Da du aus einem für die Scandio recht ungewöhnlichen Umfeld kommst: Was sind deine Aufgabenbereiche und wie war die Einarbeitung?

Der Start war in der Tat ein bisschen holprig, aber es fand sich für jedes Problem ein Experte, der bereit war, mir zu helfen. Und so kam es, dass aus vielen „Hääää“s immer mehr „Aaaah“s wurden und dass ich mich nach und nach immer besser ins Frontend-Development hineintüftelte. Ich erstelle, wie auch in meinem Job zuvor, Mockups bezüglich User Experience und Design, darf das dann aber auch auf eigene Faust umsetzen. Ich meine, es ist schon cool, wenn man dann mal eine Webseite online hat, die so aussieht, wie man das einmal selbst auf’s Papier gebracht hat. Aber es ist natürlich noch viel cooler, wenn man selbst auch noch an der Umsetzung beteiligt war. Mittlerweile bin ich seit Mai 2015 fest bei der Scandio angestellt, es war sozusagen also mein erster großer Schritt in Richtung Arbeitsleben nach dem Studium. Mein größtes Thema war und ist das UX Design und die Frontend-Entwicklung für eine spezielle Webanwendung im IoT Bereich. Aber auch als Werkstudentin von August ‘14 bis April ‘15 durfte ich schon anspruchs- und verantwortungsvolle Aufgaben übernehmen, z.B. ein komplettes Redesign der firmeneigenen Homepage oder die Teilnahme an diversen Kundenmeetings.

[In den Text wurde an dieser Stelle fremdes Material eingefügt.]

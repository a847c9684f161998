//! Writing visual state back to elements.

use std::collections::HashMap;

use portfolio_core::VisualState;
use web_sys::{Element, HtmlElement};

use super::{html_element, DomResult};

/// Write every animated property of `state` to the element's inline style.
pub fn apply_visual(element: &HtmlElement, state: &VisualState) -> DomResult<()> {
    let style = element.style();
    style.set_property("transform", &state.transform_css())?;
    style.set_property("opacity", &state.opacity_css())?;
    style.set_property("filter", &state.filter_css())?;
    style.set_property("clip-path", &state.clip_css())?;
    Ok(())
}

pub fn toggle_class(element: &Element, class: &str, on: bool) -> DomResult<()> {
    element.class_list().toggle_with_force(class, on)?;
    Ok(())
}

/// Resolved elements for a set of timeline targets.
pub struct Targets {
    elements: HashMap<String, HtmlElement>,
}

impl Targets {
    /// Look up every id. Ids that are not mounted are skipped so the rest of
    /// the timeline still plays.
    pub fn resolve<I, S>(ids: I) -> Self
    where
        I: IntoIterator<Item = S>,
        S: AsRef<str>,
    {
        let mut elements = HashMap::new();
        for id in ids {
            let id = id.as_ref();
            match html_element(id) {
                Ok(element) => {
                    elements.insert(id.to_string(), element);
                }
                Err(err) => tracing::debug!(error = %err, "Skipping animation target"),
            }
        }
        Self { elements }
    }

    pub fn apply(&self, states: &[(&str, VisualState)]) -> DomResult<()> {
        for (id, state) in states {
            if let Some(element) = self.elements.get(*id) {
                apply_visual(element, state)?;
            }
        }
        Ok(())
    }
}
//! Interpolatable visual properties and their CSS rendering.

use super::lerp;

/// The set of visual properties a tween can animate.
///
/// `Default` is the resting state: no offset, full scale and opacity, no blur,
/// no clipping.
#[derive(Debug, Clone, Copy, PartialEq)]
pub struct VisualState {
    /// Horizontal offset in px
    pub x: f64,
    /// Vertical offset in px
    pub y: f64,
    /// Horizontal offset as a percentage of the element's own width
    pub x_percent: f64,
    /// Vertical offset as a percentage of the element's own height
    pub y_percent: f64,
    pub scale: f64,
    /// Rotation in degrees
    pub rotate: f64,
    /// Horizontal skew in degrees
    pub skew_x: f64,
    pub opacity: f64,
    /// Gaussian blur radius in px
    pub blur: f64,
    /// Percentage of the element hidden from the bottom edge (wipe reveal)
    pub clip_bottom: f64,
}

impl Default for VisualState {
    fn default() -> Self {
        Self {
            x: 0.0,
            y: 0.0,
            x_percent: 0.0,
            y_percent: 0.0,
            scale: 1.0,
            rotate: 0.0,
            skew_x: 0.0,
            opacity: 1.0,
            blur: 0.0,
            clip_bottom: 0.0,
        }
    }
}

impl VisualState {
    /// The resting state.
    pub fn rest() -> Self {
        Self::default()
    }

    pub fn with_y(self, y: f64) -> Self {
        Self { y, ..self }
    }

    pub fn with_x(self, x: f64) -> Self {
        Self { x, ..self }
    }

    pub fn with_y_percent(self, y_percent: f64) -> Self {
        Self { y_percent, ..self }
    }

    pub fn with_x_percent(self, x_percent: f64) -> Self {
        Self { x_percent, ..self }
    }

    pub fn with_scale(self, scale: f64) -> Self {
        Self { scale, ..self }
    }

    pub fn with_rotate(self, rotate: f64) -> Self {
        Self { rotate, ..self }
    }

    pub fn with_skew_x(self, skew_x: f64) -> Self {
        Self { skew_x, ..self }
    }

    pub fn with_opacity(self, opacity: f64) -> Self {
        Self { opacity, ..self }
    }

    pub fn with_blur(self, blur: f64) -> Self {
        Self { blur, ..self }
    }

    pub fn with_clip_bottom(self, clip_bottom: f64) -> Self {
        Self { clip_bottom, ..self }
    }

    /// Interpolate every property. `t` is used as-is so eased values may
    /// overshoot.
    pub fn lerp(&self, to: &VisualState, t: f64) -> VisualState {
        VisualState {
            x: lerp(self.x, to.x, t),
            y: lerp(self.y, to.y, t),
            x_percent: lerp(self.x_percent, to.x_percent, t),
            y_percent: lerp(self.y_percent, to.y_percent, t),
            scale: lerp(self.scale, to.scale, t),
            rotate: lerp(self.rotate, to.rotate, t),
            skew_x: lerp(self.skew_x, to.skew_x, t),
            opacity: lerp(self.opacity, to.opacity, t),
            blur: lerp(self.blur, to.blur, t),
            clip_bottom: lerp(self.clip_bottom, to.clip_bottom, t),
        }
    }

    /// Value for the CSS `transform` property.
    pub fn transform_css(&self) -> String {
        format!(
            "translate3d({:.3}px, {:.3}px, 0) translate({:.3}%, {:.3}%) rotate({:.3}deg) skewX({:.3}deg) scale({:.4})",
            self.x, self.y, self.x_percent, self.y_percent, self.rotate, self.skew_x, self.scale
        )
    }

    /// Value for the CSS `filter` property.
    pub fn filter_css(&self) -> String {
        if self.blur <= 0.0 {
            "none".to_string()
        } else {
            format!("blur({:.3}px)", self.blur)
        }
    }

    /// Value for the CSS `clip-path` property.
    pub fn clip_css(&self) -> String {
        if self.clip_bottom <= 0.0 {
            "none".to_string()
        } else {
            format!("inset(0 0 {:.3}% 0)", self.clip_bottom.min(100.0))
        }
    }

    /// Opacity clamped to what CSS accepts.
    pub fn opacity_css(&self) -> String {
        format!("{:.4}", super::clamp01(self.opacity))
    }
}

#[cfg(test)]
mod tests {
    use super::*;

    #[test]
    fn rest_renders_identity() {
        let rest = VisualState::rest();
        assert_eq!(
            rest.transform_css(),
            "translate3d(0.000px, 0.000px, 0) translate(0.000%, 0.000%) rotate(0.000deg) skewX(0.000deg) scale(1.0000)"
        );
        assert_eq!(rest.filter_css(), "none");
        assert_eq!(rest.clip_css(), "none");
        assert_eq!(rest.opacity_css(), "1.0000");
    }

    #[test]
    fn lerp_midpoint() {
        let from = VisualState::rest().with_y(100.0).with_opacity(0.0).with_blur(10.0);
        let mid = from.lerp(&VisualState::rest(), 0.5);
        assert_eq!(mid.y, 50.0);
        assert_eq!(mid.opacity, 0.5);
        assert_eq!(mid.filter_css(), "blur(5.000px)");
    }

    #[test]
    fn clip_is_capped() {
        let state = VisualState::rest().with_clip_bottom(140.0);
        assert_eq!(state.clip_css(), "inset(0 0 100.000% 0)");
    }

    #[test]
    fn opacity_css_clamps_overshoot() {
        assert_eq!(VisualState::rest().with_opacity(1.2).opacity_css(), "1.0000");
    }
}
//! Frame-rate independent exponential smoothing.

use crate::error::{MotionError, MotionResult};

use super::Vec2;

/// Reference frame length the smoothing factors are tuned for (60Hz).
pub const FRAME_MS: f64 = 1000.0 / 60.0;

/// Fraction of the remaining distance to cover in `dt_ms`, for a factor
/// tuned per 60Hz frame.
///
/// Two 8ms steps land on the same point as one 16ms step.
pub fn smoothing_alpha(factor: f64, dt_ms: f64) -> f64 {
    let frames = dt_ms.max(0.0) / FRAME_MS;
    1.0 - (1.0 - factor).powf(frames)
}

/// A point that chases a target with exponential smoothing.
#[derive(Debug, Clone, PartialEq)]
pub struct Follower {
    position: Vec2,
    factor: f64,
}

impl Follower {
    /// `factor` is the fraction of the distance covered per 60Hz frame and
    /// must lie in (0, 1].
    pub fn new(start: Vec2, factor: f64) -> MotionResult<Self> {
        if !(factor > 0.0 && factor <= 1.0) {
            return Err(MotionError::InvalidSmoothing(factor));
        }
        Ok(Self {
            position: start,
            factor,
        })
    }

    pub fn position(&self) -> Vec2 {
        self.position
    }

    /// Teleport without smoothing.
    pub fn snap_to(&mut self, position: Vec2) {
        self.position = position;
    }

    /// Move toward `target` for `dt_ms` and return the new position.
    pub fn step(&mut self, target: Vec2, dt_ms: f64) -> Vec2 {
        let alpha = smoothing_alpha(self.factor, dt_ms);
        self.position = self.position.lerp(target, alpha);
        self.position
    }

    /// Within `epsilon` px of `target`.
    pub fn is_near(&self, target: Vec2, epsilon: f64) -> bool {
        (target - self.position).length() <= epsilon
    }
}

#[cfg(test)]
mod tests {
    use super::*;

    #[test]
    fn one_reference_frame_covers_factor() {
        assert!((smoothing_alpha(0.15, FRAME_MS) - 0.15).abs() < 1e-12);
        assert_eq!(smoothing_alpha(0.15, 0.0), 0.0);
    }

    #[test]
    fn step_moves_toward_target() {
        let mut follower = Follower::new(Vec2::ZERO, 0.5).unwrap();
        let pos = follower.step(Vec2::new(100.0, 0.0), FRAME_MS);
        assert!((pos.x - 50.0).abs() < 1e-9);
    }

    #[test]
    fn factor_one_snaps() {
        let mut follower = Follower::new(Vec2::ZERO, 1.0).unwrap();
        let pos = follower.step(Vec2::new(10.0, 20.0), 1.0);
        assert_eq!(pos, Vec2::new(10.0, 20.0));
    }

    #[test]
    fn rejects_out_of_range_factor() {
        assert!(Follower::new(Vec2::ZERO, 0.0).is_err());
        assert!(Follower::new(Vec2::ZERO, 1.5).is_err());
        assert!(Follower::new(Vec2::ZERO, f64::NAN).is_err());
    }
}
//! Hand-authored page content.
//!
//! All lists are immutable and non-empty; the sections render them in order.

use serde::Serialize;
use serde_json::{json, Value};

pub const OWNER_NAME: &str = "Vrushal Modh";
pub const OWNER_ROLE: &str = "Creative Developer";
pub const CONTACT_EMAIL: &str = "vrushal.modh@gmail.com";
pub const REPOSITORY_URL: &str = "https://github.com/vrushalmodh";
pub const PROFILE_URL: &str = "https://www.linkedin.com/in/vrushalmodh";

/// Hero headline, one entry per revealed line.
pub const HERO_LINES: [&str; 3] = ["Crafting", "digital", "motion"];

pub const HERO_TAGLINE: &str =
    "Interfaces that feel alive: engineered for performance, choreographed for delight.";

pub const HERO_IMAGE_URL: &str =
    "https://images.unsplash.com/photo-1618005182384-a83a8bd57fbe?auto=format&fit=crop&w=1600&q=80";

/// A row in the services list.
#[derive(Debug, Clone, Copy, PartialEq, Eq, Serialize)]
pub struct ServiceEntry {
    pub id: &'static str,
    pub name: &'static str,
    pub description: &'static str,
}

pub const SERVICES: [ServiceEntry; 4] = [
    ServiceEntry {
        id: "01",
        name: "Creative Development",
        description: "Scroll-driven storytelling, WebGL accents and motion systems built to ship.",
    },
    ServiceEntry {
        id: "02",
        name: "Frontend Engineering",
        description: "Typed, component-driven interfaces with a focus on maintainability.",
    },
    ServiceEntry {
        id: "03",
        name: "Interaction Design",
        description: "Micro-interactions and transitions that guide attention without noise.",
    },
    ServiceEntry {
        id: "04",
        name: "Performance & Accessibility",
        description: "Fast first paint, smooth frames and experiences that respect every user.",
    },
];

/// A project in the showcase.
#[derive(Debug, Clone, Copy, PartialEq, Eq, Serialize)]
pub struct ProjectEntry {
    pub title: &'static str,
    pub category: &'static str,
    pub image: &'static str,
    pub tags: &'static [&'static str],
    pub link: &'static str,
}

pub const PROJECTS: [ProjectEntry; 3] = [
    ProjectEntry {
        title: "Lumen Atelier",
        category: "E-commerce / Motion",
        image: "https://images.unsplash.com/photo-1558655146-d09347e92766?auto=format&fit=crop&w=1200&q=80",
        tags: &["Rust", "WebAssembly", "Scroll"],
        link: "https://vrushalmodh.github.io/lumen-atelier",
    },
    ProjectEntry {
        title: "Northwind Studio",
        category: "Brand / Portfolio",
        image: "https://images.unsplash.com/photo-1541701494587-cb58502866ab?auto=format&fit=crop&w=1200&q=80",
        tags: &["Typography", "SVG", "Parallax"],
        link: "https://vrushalmodh.github.io/northwind-studio",
    },
    ProjectEntry {
        title: "Pulse Analytics",
        category: "Product / Dashboard",
        image: "https://images.unsplash.com/photo-1551288049-bebda4e38f71?auto=format&fit=crop&w=1200&q=80",
        tags: &["Data Viz", "Realtime", "Design System"],
        link: "https://vrushalmodh.github.io/pulse-analytics",
    },
];

/// Icon shown for a social link.
#[derive(Debug, Clone, Copy, PartialEq, Eq, Serialize)]
#[serde(rename_all = "lowercase")]
pub enum SocialIcon {
    Github,
    Linkedin,
    Mail,
}

impl SocialIcon {
    /// Accessible label for the icon-only link
    pub fn label(&self) -> &'static str {
        match self {
            SocialIcon::Github => "GitHub",
            SocialIcon::Linkedin => "LinkedIn",
            SocialIcon::Mail => "Email",
        }
    }
}

#[derive(Debug, Clone, Copy, PartialEq, Eq, Serialize)]
pub struct SocialLink {
    pub icon: SocialIcon,
    pub href: &'static str,
}

impl SocialLink {
    /// `mailto:` links open the mail client in place; everything else opens a new tab.
    pub fn opens_new_tab(&self) -> bool {
        !self.href.starts_with("mailto:")
    }
}

pub const SOCIAL_LINKS: [SocialLink; 3] = [
    SocialLink {
        icon: SocialIcon::Github,
        href: REPOSITORY_URL,
    },
    SocialLink {
        icon: SocialIcon::Linkedin,
        href: PROFILE_URL,
    },
    SocialLink {
        icon: SocialIcon::Mail,
        href: "mailto:vrushal.modh@gmail.com",
    },
];

/// Entries scrolling through the awards marquee.
pub const AWARDS: [&str; 5] = [
    "Awwwards Honorable Mention",
    "CSS Design Awards Special Kudos",
    "FWA of the Day Nominee",
    "Smashing Hackathon Winner",
    "Webby Awards Official Selection",
];

/// Seconds for one full loop of the awards marquee.
pub const AWARDS_MARQUEE_SECONDS: u32 = 30;

/// Number of identical copies rendered so the marquee loops seamlessly.
pub const MARQUEE_COPIES: usize = 2;

/// An item on the horizontally scrolling philosophy ticker.
#[derive(Debug, Clone, Copy, PartialEq, Eq, Serialize)]
#[serde(tag = "kind", content = "value", rename_all = "lowercase")]
pub enum NarrativeItem {
    Text(&'static str),
    /// Decorative glyph rendered inside a circular badge
    Glyph(&'static str),
    /// The item whose color shifts once the ticker passes its highlight point
    Highlight(&'static str),
}

impl NarrativeItem {
    pub fn text(&self) -> &'static str {
        match self {
            NarrativeItem::Text(s) | NarrativeItem::Glyph(s) | NarrativeItem::Highlight(s) => s,
        }
    }
}

pub const NARRATIVE: [NarrativeItem; 9] = [
    NarrativeItem::Text("Design"),
    NarrativeItem::Glyph("\u{2726}"),
    NarrativeItem::Text("is not"),
    NarrativeItem::Text("how it looks,"),
    NarrativeItem::Glyph("\u{25CF}"),
    NarrativeItem::Text("it is how it"),
    NarrativeItem::Highlight("moves"),
    NarrativeItem::Glyph("\u{2192}"),
    NarrativeItem::Text("and feels."),
];

/// JSON-LD `Person` description embedded in the page head.
pub fn structured_data() -> Value {
    let same_as: Vec<&str> = SOCIAL_LINKS
        .iter()
        .filter(|link| link.opens_new_tab())
        .map(|link| link.href)
        .collect();

    json!({
        "@context": "https://schema.org",
        "@type": "Person",
        "name": OWNER_NAME,
        "jobTitle": OWNER_ROLE,
        "email": format!("mailto:{}", CONTACT_EMAIL),
        "sameAs": same_as,
        "knowsAbout": SERVICES.iter().map(|s| s.name).collect::<Vec<_>>(),
    })
}

#[cfg(test)]
mod tests {
    use std::collections::HashSet;

    use super::*;

    #[test]
    fn service_ids_are_unique() {
        let ids: HashSet<_> = SERVICES.iter().map(|s| s.id).collect();
        assert_eq!(ids.len(), SERVICES.len());
    }

    #[test]
    fn every_project_has_tags_and_absolute_link() {
        for project in &PROJECTS {
            assert!(!project.tags.is_empty(), "{} has no tags", project.title);
            assert!(project.link.starts_with("https://"));
        }
    }

    #[test]
    fn mail_link_stays_in_place() {
        let mail = SOCIAL_LINKS
            .iter()
            .find(|l| l.icon == SocialIcon::Mail)
            .unwrap();
        assert_eq!(mail.href, format!("mailto:{}", CONTACT_EMAIL));
        assert!(!mail.opens_new_tab());
    }

    #[test]
    fn single_highlight_on_ticker() {
        let highlights = NARRATIVE
            .iter()
            .filter(|item| matches!(item, NarrativeItem::Highlight(_)))
            .count();
        assert_eq!(highlights, 1);
    }

    #[test]
    fn structured_data_lists_external_profiles_only() {
        let data = structured_data();
        assert_eq!(data["@type"], "Person");
        assert_eq!(data["name"], OWNER_NAME);
        let same_as = data["sameAs"].as_array().unwrap();
        assert_eq!(same_as.len(), 2);
        assert!(same_as.iter().all(|v| v.as_str().unwrap().starts_with("https://")));
    }

    #[test]
    fn narrative_item_serializes_with_kind() {
        let value = serde_json::to_value(NarrativeItem::Highlight("moves")).unwrap();
        assert_eq!(value["kind"], "highlight");
        assert_eq!(value["value"], "moves");
    }
}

Was gefällt dir besonders an deiner Arbeit bei der Scandio?

Diese Frage kann wohl jeder in der Firma recht schnell beantworten: Wir sind ein wirklich cooles Team, das untereinander sehr freundschaftlich agiert. Es wird zusammen gekocht, gezockt und auch mal gemeinsam ein Feierabendbierchen eingenommen. Man muss zwar manchmal den einen oder anderen Witz einstecken, darf dafür aber auch selbst mal einen blöden Spruch bringen. Außerdem stehen immer wieder gemeinsame Ausflüge an. Es ist also insgesamt ein sehr lockeres, angenehmes Arbeitsklima. Dadurch steht man montags gleich viel lieber auf (gerne auch mal später, denn die Arbeitszeiten sind nämlich zum Glück sehr flexibel). Die Aufgaben sind ziemlich abwechslungsreich - man hat teilweise mehrere Projekte gleichzeitig am Laufen - und man wird gepusht, sich weiterzuentwickeln. So habe ich in den eineinhalb Jahren bei der Scandio gefühlt mehr gelernt als in drei Jahren Studium.

Das ist Alina.

Und wie ist es - speziell als Frau - bei der Scandio zu arbeiten?

Als ich damals zum Vorstellungsgespräch kam, ist mir schon aufgefallen, dass man als Frau definitiv in der Unterzahl ist - typisch IT-Branche eben. Damals waren wir, glaube ich, zu siebt. Seitdem sind wir aber mehr geworden und haben mittlerweile einen weiblichen Anteil von knapp 25%. Trotzdem habe ich nie das Gefühl, auf irgendeine Weise benachteiligt oder besonders behandelt zu werden und fühle mich hier immer noch pudelwohl. Manchmal ruft vielleicht einer ein “Ciao Jungs” in die Runde, aber damit kann ich leben (lacht). Aus meiner Sicht sollte keine Frau davor zurückschrecken, in der IT-Welt durchzustarten, nur weil diese aktuell noch eher eine Männer-Domäne ist. Wenn es ihr Spaß macht, zu programmieren etc., dann sollte sie dieses Talent auch im Beruf ausleben und ihren Jobwunsch nachverfolgen.